The MetaAconC activation function determines whether to activate a neuron by dynamically adjusting the parameter λ_c, allowing the model to automatically concentrate on important channel features while adaptively suppressing unimportant ones. Its core idea is on-demand activation, which increases nonlinearity for important features while retaining near-linear behavior for less important ones. Thus, the model maintains its expressive power and avoids noise caused by excessive activation. The specific formula for the parameter λ_c is as follows:

$$\lambda c=\sigma (BN[H_4(BN[H_3({\displaystyle \frac{1}{L}}{\displaystyle \sum _{l=1}^L{x}_{(c,l)}})])])$$

(1)

First, the input feature x is averaged in the last dimension. Then, it is passed through two 1 × 1 convolution operations, H₃ and H₄, followed by a sigmoid function σ to obtain λ_c within the range of (0, 1). The parameter λ_c controls whether and to what extent the neuron is activated, where 0 indicates complete suppression of neuron activation. Finally, a set of learnable channel-level parameters e₁ and e₂ are established. Here, e₁ controls the degree of nonlinearity, and e₂ provides a linear baseline. Set e = e₁ − e₂. The result of the activation function, Y_Meta, is presented in Equation (2), where e₁ and e₂ can be adaptively adjusted through backpropagation [40].

$$Y_{Meta}=e\cdot x_{(c,l)}\cdot \sigma [\lambda c\cdot e\cdot x_{(c,l)}]+e_2\cdot x_{(c,l)}$$

(2)

The activation function avoids the neuron death problem caused by traditional activation functions and generates an independent adaptive parameter for each channel. This parameter controls two aspects: whether the neuron is activated and the degree of its activation.
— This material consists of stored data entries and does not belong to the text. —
use thiserror::Error;

/// Validation and contract errors exposed by `fxconv-core`.
#[derive(Debug, Error, Clone, PartialEq, Eq)]
pub enum ValidationError {
    #[error("currency code cannot be empty")]
    EmptyCurrency,
    #[error("currency code length {len} exceeds max {max}")]
    CurrencyTooLong { len: usize, max: usize },
    #[error("currency code contains invalid character '{ch}' at index {index}")]
    CurrencyInvalidChar { ch: char, index: usize },

    #[error("amount must contain only digits and at most one '.': '{value}'")]
    InvalidAmount { value: String },

    #[error("invalid build mode '{value}', expected one of development, production")]
    InvalidBuildMode { value: String },
}

/// Top-level error type for core operations.
#[derive(Debug, Error)]
pub enum CoreError {
    #[error(transparent)]
    Validation(#[from] ValidationError),

    #[error("serialization error: {0}")]
    Serialization(#[from] serde_json::Error),

    #[error("preference store error: {0}")]
    Io(#[from] std::io::Error),
}
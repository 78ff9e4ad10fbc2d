//! Ticker source adapters.

mod uphold;

pub use uphold::UpholdTickerSource;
2.3. Label Smooth Regularization

The standard cross-entropy loss function is optimized by forcing the model to push the predicted probability of the correct class to 1 and the other classes to 0. However, this may cause the model to be too extreme in the probability for the target class during prediction, leading to overfitting. Moreover, this approach is highly sensitive to noisy or incorrect labels since any mislabeled data can affect the model training. Therefore, a smoothing coefficient ε is added to soften the true label distribution and avoid overconfidence in the model. Label Smoothing Regularization (LSR) allows some of the probability distributions to be given to the other classes, which reduces the effect of noise. LSR not only improves the model’s generalization ability but also enhances its calibration performance.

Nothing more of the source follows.